During World War 2, Hitler and his pals liked nothing so much as have a nice little torture film after dinner, recordings made during Gestapo interrogation sessions. Would it go too far to believe Bush and Cheney may have done the same with videotapes from Guantanamo Bay, for example this video of the interrogation by Canadian intelligence agents of Omar Khadyr:
TORONTO—Burying his face in his hands, a 16-year-old captured in Afghanistan sobs and calls out “Oh Mommy!” in a hidden-camera video released Tuesday that provides the first look at interrogations inside the U.S. military prison in Guantanamo Bay.
[…]
The seven hours of grainy footage, recorded over four days of questioning by Canadian intelligence agents in 2003, shows Khadr breaking down in tears. At one point he pleads for help and displays chest and back wounds that he says had not healed six months after his capture.
Peeling off his orange prisoner shirt, he shows the wounds and complains he cannot move his arms, saying he has not received proper medical attention, despite requests.
“They look like they’re healing well to me,” the agent says of the injuries.
“What you see in the video is a teenager begging for help and what you see is an interrogation that violates U.S. law and any international law concerning the rights of children,” said Wells Dixon, a lawyer for the New York-based Center for Constitutional Rights, which represents dozens of Guantanamo prisoners.
“If this is the way a teenager in Guantanamo has been treated, you can just imagine how anyone else has been treated.”
It honestly would not surprise me at this point if Bush, Cheney et all collectively popped a stiffy over videos like this. There seems to be a deep sexual perversion at the root of the War on Terror, ever so often surfacing in e.g. the pictures from Abu Ghraib. Supposedly the naked pyramids and forced simulated fellatio of prisoners is done to soften them up for interrogation “because Arabs are uniquely shamed by sexual matters”, but you do wonder whether the incessent fascination with sexual humiliation isn’t much more present in the minds of the interrogators themselves…. As if 9/11 gave a certain part of America carte blanche to force its power fantasies on an unending supply of helpless victims.

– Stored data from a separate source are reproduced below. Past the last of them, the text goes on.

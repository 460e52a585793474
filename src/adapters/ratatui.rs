//! Ratatui adapter: descriptors to a [`Text`] ready for a `Paragraph` widget.

use crate::output::{Block, RenderedOutput, StyledRun, TableRow};
use crate::style::{Color, RunStyle};
use ::ratatui::style::{Color as TuiColor, Modifier, Style};
use ::ratatui::text::{Line, Span, Text};
use unicode_width::UnicodeWidthStr;

/// Width of a horizontal rule, in cells
const RULE_WIDTH: usize = 40;

/// Padding on each side of a table cell
const CELL_PADDING: usize = 1;

pub fn to_text(output: &RenderedOutput) -> Text<'static> {
    let mut lines = Vec::new();
    for block in &output.blocks {
        push_block(&mut lines, block);
    }
    Text::from(lines)
}

pub fn color(color: Color) -> TuiColor {
    TuiColor::Rgb(color.r, color.g, color.b)
}

/// Map a run style onto terminal attributes.
pub fn run_style(style: &RunStyle) -> Style {
    let mut out = Style::default().fg(color(style.foreground));
    if let Some(background) = style.background {
        out = out.bg(color(background));
    }

    let mut modifiers = Modifier::empty();
    if style.font.weight.is_heavy() {
        modifiers |= Modifier::BOLD;
    }
    if style.italic {
        modifiers |= Modifier::ITALIC;
    }
    if style.underline {
        modifiers |= Modifier::UNDERLINED;
    }
    if style.strikethrough {
        modifiers |= Modifier::CROSSED_OUT;
    }
    out.add_modifier(modifiers)
}

fn push_block(lines: &mut Vec<Line<'static>>, block: &Block) {
    match block {
        Block::Heading { runs, .. } | Block::Paragraph { runs } => {
            push_runs(lines, Vec::new(), &[], runs);
        }
        Block::ListItem {
            marker,
            marker_color,
            level,
            runs,
        } => {
            let indent = "  ".repeat(*level);
            let label = format!("{} ", marker.label());
            let hanging = " ".repeat(indent.width() + label.width());
            let first = vec![
                Span::raw(indent),
                Span::styled(label, Style::default().fg(color(*marker_color))),
            ];
            push_runs(lines, first, &[Span::raw(hanging)], runs);
        }
        Block::Quote {
            level,
            bar_color,
            runs,
        } => {
            let bar = Span::styled("│ ".repeat(*level), Style::default().fg(color(*bar_color)));
            push_runs(lines, vec![bar.clone()], &[bar], runs);
        }
        Block::Code {
            label,
            content,
            style,
        } => {
            let style = run_style(style);
            if let Some(label) = label {
                lines.push(Line::from(Span::styled(
                    label.clone(),
                    style.add_modifier(Modifier::DIM),
                )));
            }
            lines.extend(
                content
                    .lines()
                    .map(|line| Line::from(Span::styled(line.to_string(), style))),
            );
        }
        Block::Table { border_color, rows } => {
            lines.extend(table_lines(rows, Style::default().fg(color(*border_color))));
        }
        Block::Rule { color: rule } => lines.push(Line::from(Span::styled(
            "─".repeat(RULE_WIDTH),
            Style::default().fg(color(*rule)),
        ))),
        Block::Spacer => lines.push(Line::default()),
    }
}

/// Lay out runs, starting a new line at every `\n` in their text.
/// Continuation lines begin with `rest` instead of `first`.
fn push_runs(
    lines: &mut Vec<Line<'static>>,
    first: Vec<Span<'static>>,
    rest: &[Span<'static>],
    runs: &[StyledRun],
) {
    let mut current = first;
    for run in runs {
        let style = run_style(&run.style);
        for (i, piece) in run.text.split('\n').enumerate() {
            if i > 0 {
                lines.push(Line::from(std::mem::replace(&mut current, rest.to_vec())));
            }
            if !piece.is_empty() {
                current.push(Span::styled(piece.to_string(), style));
            }
        }
    }
    lines.push(Line::from(current));
}

fn table_lines(rows: &[TableRow], border: Style) -> Vec<Line<'static>> {
    let col_count = rows.iter().map(|row| row.cells.len()).max().unwrap_or(0);
    if col_count == 0 {
        return Vec::new();
    }
    let widths = column_widths(rows, col_count);

    let mut lines = vec![border_line(('┌', '┬', '┐'), &widths, border)];
    for (i, row) in rows.iter().enumerate() {
        lines.push(row_line(row, &widths, border));
        if row.header && i + 1 < rows.len() {
            lines.push(border_line(('├', '┼', '┤'), &widths, border));
        }
    }
    lines.push(border_line(('└', '┴', '┘'), &widths, border));
    lines
}

/// Widest cell per column, in display cells
fn column_widths(rows: &[TableRow], col_count: usize) -> Vec<usize> {
    let mut widths = vec![1; col_count];
    for row in rows {
        for (i, cell) in row.cells.iter().enumerate() {
            widths[i] = widths[i].max(cell_width(cell));
        }
    }
    widths
}

fn cell_text(text: &str) -> String {
    text.replace('\n', " ")
}

fn cell_width(cell: &[StyledRun]) -> usize {
    cell.iter().map(|run| cell_text(&run.text).width()).sum()
}

fn border_line((left, mid, right): (char, char, char), widths: &[usize], style: Style) -> Line<'static> {
    let mut border = String::from(left);
    for (i, width) in widths.iter().enumerate() {
        border.push_str(&"─".repeat(width + CELL_PADDING * 2));
        if i + 1 < widths.len() {
            border.push(mid);
        }
    }
    border.push(right);
    Line::from(Span::styled(border, style))
}

fn row_line(row: &TableRow, widths: &[usize], border: Style) -> Line<'static> {
    let fill = row
        .background
        .map_or_else(Style::default, |background| Style::default().bg(color(background)));

    let mut spans = vec![Span::styled("│", border)];
    for (i, width) in widths.iter().enumerate() {
        let cell = row.cells.get(i).map(Vec::as_slice).unwrap_or_default();

        spans.push(Span::styled(" ".repeat(CELL_PADDING), fill));
        for run in cell {
            let mut style = run_style(&run.style);
            if run.style.background.is_none() {
                style = style.patch(fill);
            }
            spans.push(Span::styled(cell_text(&run.text), style));
        }
        let pad = width - cell_width(cell) + CELL_PADDING;
        spans.push(Span::styled(" ".repeat(pad), fill));
        spans.push(Span::styled("│", border));
    }
    Line::from(spans)
}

Meanwhile the treatment of Omar Khadr is justified on him supposedly being a murderer, but as Eli notes:
George Bush (and Barack Obama and the Congress and the media and etc.) insist the U.S. is at “war” in Afghanistan, and they don’t mean that metaphorically as in the “war on drugs,” they mean it literally. Well, if the U.S. is at “war,” then Omar Khadr is a prisoner of war and has to be treated as such. If every single person captured by the U.S. in such a “war” is an “illegal combatant” and not a prisoner of war, then the U.S. can’t possibly be at war, since there is no opponent in this war. You can’t have it both ways.